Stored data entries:
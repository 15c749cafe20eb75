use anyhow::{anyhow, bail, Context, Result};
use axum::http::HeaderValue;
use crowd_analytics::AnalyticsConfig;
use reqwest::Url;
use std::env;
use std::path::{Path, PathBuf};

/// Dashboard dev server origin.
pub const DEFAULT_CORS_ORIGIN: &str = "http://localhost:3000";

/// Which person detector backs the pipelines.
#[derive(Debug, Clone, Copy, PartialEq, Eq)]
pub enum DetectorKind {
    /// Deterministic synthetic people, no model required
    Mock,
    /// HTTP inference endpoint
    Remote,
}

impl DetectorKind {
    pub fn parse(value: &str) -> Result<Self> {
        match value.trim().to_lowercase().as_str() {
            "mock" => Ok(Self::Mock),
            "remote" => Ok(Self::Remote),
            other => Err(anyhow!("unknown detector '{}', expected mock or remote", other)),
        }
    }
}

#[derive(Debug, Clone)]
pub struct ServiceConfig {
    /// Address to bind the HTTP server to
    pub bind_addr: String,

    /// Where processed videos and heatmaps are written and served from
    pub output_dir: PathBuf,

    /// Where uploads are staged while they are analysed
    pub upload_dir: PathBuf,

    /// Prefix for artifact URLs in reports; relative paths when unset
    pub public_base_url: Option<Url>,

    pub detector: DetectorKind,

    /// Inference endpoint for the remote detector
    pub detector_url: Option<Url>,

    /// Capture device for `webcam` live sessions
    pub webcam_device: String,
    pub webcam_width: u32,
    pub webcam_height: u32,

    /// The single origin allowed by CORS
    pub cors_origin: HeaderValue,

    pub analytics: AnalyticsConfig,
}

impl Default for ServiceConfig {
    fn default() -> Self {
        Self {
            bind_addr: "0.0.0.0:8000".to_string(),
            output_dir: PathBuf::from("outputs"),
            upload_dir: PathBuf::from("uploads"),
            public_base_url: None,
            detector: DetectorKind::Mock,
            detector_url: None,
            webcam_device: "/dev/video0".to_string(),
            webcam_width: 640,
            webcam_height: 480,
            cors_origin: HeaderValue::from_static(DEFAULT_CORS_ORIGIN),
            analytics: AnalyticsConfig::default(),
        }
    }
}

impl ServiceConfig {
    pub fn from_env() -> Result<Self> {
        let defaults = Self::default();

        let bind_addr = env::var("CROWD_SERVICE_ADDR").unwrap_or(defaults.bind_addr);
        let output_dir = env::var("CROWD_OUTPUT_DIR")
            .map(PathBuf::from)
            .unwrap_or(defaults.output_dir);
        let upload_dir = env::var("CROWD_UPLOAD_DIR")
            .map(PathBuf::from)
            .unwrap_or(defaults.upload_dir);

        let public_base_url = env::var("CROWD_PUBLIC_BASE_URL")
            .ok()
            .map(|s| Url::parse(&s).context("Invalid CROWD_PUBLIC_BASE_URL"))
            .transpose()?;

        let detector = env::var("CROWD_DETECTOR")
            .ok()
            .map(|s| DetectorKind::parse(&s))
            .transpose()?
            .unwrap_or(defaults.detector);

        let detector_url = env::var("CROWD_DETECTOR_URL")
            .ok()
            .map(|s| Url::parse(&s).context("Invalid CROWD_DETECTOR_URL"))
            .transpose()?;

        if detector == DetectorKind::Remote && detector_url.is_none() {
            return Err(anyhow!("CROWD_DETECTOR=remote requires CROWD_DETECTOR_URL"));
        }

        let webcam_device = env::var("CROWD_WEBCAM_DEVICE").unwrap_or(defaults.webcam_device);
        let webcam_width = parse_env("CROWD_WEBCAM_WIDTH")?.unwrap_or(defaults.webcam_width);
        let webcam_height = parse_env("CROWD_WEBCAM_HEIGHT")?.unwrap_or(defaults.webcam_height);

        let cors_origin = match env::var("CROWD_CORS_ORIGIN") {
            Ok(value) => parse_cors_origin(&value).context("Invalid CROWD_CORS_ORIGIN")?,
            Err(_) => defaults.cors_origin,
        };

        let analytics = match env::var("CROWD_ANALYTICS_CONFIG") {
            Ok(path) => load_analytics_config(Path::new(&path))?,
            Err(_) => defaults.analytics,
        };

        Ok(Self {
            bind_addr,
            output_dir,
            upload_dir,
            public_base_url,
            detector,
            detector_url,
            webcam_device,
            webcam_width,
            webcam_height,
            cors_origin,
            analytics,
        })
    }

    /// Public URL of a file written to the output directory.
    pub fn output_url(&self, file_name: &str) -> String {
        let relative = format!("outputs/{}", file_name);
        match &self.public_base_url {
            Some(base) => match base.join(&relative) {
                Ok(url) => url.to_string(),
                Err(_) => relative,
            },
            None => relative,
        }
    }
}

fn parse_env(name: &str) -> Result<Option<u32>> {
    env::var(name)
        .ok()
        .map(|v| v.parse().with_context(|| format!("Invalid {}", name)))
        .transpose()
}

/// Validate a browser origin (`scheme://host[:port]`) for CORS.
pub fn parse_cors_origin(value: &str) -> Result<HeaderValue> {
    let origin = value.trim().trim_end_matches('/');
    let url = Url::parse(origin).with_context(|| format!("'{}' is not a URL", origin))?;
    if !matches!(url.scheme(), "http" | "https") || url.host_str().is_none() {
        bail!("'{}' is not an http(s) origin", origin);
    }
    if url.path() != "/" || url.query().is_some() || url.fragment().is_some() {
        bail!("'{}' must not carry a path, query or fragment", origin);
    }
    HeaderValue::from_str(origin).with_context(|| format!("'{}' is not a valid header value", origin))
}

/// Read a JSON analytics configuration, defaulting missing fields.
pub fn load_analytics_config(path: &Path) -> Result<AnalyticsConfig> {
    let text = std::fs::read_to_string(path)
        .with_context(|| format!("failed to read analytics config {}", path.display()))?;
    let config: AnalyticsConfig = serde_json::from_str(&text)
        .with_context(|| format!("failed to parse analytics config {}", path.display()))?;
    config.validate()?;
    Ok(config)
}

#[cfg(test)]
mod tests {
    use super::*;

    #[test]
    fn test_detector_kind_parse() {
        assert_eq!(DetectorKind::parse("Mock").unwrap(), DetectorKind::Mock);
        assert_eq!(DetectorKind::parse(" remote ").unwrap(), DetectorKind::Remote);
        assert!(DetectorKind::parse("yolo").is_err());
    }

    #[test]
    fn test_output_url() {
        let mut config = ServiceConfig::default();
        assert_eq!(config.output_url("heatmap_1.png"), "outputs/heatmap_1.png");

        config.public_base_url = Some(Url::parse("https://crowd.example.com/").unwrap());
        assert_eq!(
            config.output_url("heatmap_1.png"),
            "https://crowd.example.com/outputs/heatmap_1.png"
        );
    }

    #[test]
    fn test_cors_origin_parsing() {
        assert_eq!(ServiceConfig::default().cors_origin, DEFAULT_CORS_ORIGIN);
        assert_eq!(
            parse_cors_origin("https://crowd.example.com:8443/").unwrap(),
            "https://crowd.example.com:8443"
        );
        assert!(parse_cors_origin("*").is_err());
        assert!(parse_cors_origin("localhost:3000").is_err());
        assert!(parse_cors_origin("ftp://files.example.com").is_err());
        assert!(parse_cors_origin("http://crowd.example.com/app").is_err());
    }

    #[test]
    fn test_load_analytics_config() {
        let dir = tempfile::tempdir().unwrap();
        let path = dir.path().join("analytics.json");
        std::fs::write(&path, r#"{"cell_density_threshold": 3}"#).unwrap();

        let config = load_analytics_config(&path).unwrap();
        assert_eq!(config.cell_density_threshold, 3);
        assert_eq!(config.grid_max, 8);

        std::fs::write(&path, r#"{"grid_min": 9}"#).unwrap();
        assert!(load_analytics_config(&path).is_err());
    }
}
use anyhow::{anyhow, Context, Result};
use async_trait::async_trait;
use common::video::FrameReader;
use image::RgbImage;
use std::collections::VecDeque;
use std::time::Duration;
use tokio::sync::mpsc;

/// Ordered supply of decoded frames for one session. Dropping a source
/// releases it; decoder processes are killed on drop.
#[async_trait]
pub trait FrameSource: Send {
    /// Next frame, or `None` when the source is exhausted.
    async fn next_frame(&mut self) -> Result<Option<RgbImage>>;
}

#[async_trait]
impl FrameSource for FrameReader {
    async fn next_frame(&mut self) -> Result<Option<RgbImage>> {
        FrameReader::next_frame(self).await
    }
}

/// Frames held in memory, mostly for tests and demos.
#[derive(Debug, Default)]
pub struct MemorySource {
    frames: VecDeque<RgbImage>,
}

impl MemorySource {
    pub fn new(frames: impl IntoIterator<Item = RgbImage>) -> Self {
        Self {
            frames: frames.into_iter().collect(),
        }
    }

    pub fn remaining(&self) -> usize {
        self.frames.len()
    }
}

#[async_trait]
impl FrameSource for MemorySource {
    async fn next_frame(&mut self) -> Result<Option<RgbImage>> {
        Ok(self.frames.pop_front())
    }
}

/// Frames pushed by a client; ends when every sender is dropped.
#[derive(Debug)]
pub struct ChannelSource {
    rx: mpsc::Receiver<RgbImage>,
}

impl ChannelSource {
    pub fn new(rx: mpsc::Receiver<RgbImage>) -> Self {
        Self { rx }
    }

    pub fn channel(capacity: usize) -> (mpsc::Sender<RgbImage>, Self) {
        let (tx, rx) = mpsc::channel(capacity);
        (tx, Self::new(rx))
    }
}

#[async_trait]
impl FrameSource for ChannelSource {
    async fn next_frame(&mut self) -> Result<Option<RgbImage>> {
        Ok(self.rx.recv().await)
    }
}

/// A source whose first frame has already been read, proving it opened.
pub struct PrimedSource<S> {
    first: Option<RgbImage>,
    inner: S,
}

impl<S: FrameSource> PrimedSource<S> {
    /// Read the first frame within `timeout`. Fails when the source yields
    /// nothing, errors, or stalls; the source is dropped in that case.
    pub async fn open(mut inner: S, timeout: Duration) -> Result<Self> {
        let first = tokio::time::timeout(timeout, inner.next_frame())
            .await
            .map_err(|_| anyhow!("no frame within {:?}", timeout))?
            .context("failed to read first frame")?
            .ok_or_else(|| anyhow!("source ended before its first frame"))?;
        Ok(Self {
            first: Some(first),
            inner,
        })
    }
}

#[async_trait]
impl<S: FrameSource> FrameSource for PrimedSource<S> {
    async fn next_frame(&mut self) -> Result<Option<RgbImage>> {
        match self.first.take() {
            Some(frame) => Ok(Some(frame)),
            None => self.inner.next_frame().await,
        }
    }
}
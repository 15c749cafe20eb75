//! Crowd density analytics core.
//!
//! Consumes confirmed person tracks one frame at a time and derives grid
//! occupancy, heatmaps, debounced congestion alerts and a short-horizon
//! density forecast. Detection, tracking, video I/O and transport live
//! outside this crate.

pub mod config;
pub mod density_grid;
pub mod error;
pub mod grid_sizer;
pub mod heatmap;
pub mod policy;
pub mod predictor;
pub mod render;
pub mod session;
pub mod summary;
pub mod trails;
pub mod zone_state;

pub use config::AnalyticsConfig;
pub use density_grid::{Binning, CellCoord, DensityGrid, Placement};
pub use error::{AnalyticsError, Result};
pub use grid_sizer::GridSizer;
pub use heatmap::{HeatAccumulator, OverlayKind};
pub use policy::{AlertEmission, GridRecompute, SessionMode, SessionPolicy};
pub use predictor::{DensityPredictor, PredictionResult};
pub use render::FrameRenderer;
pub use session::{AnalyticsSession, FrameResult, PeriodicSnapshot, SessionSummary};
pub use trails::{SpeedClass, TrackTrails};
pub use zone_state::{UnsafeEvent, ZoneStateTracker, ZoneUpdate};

**Problem statement**
Above are the records; copy exactly the lines from the line with "and derives grid" through the line with "pub mod session;", both included.

**Exercise answer**
//! Consumes confirmed person tracks one frame at a time and derives grid
//! occupancy, heatmaps, debounced congestion alerts and a short-horizon
//! density forecast. Detection, tracking, video I/O and transport live
//! outside this crate.

pub mod config;
pub mod density_grid;
pub mod error;
pub mod grid_sizer;
pub mod heatmap;
pub mod policy;
pub mod predictor;
pub mod render;
pub mod session;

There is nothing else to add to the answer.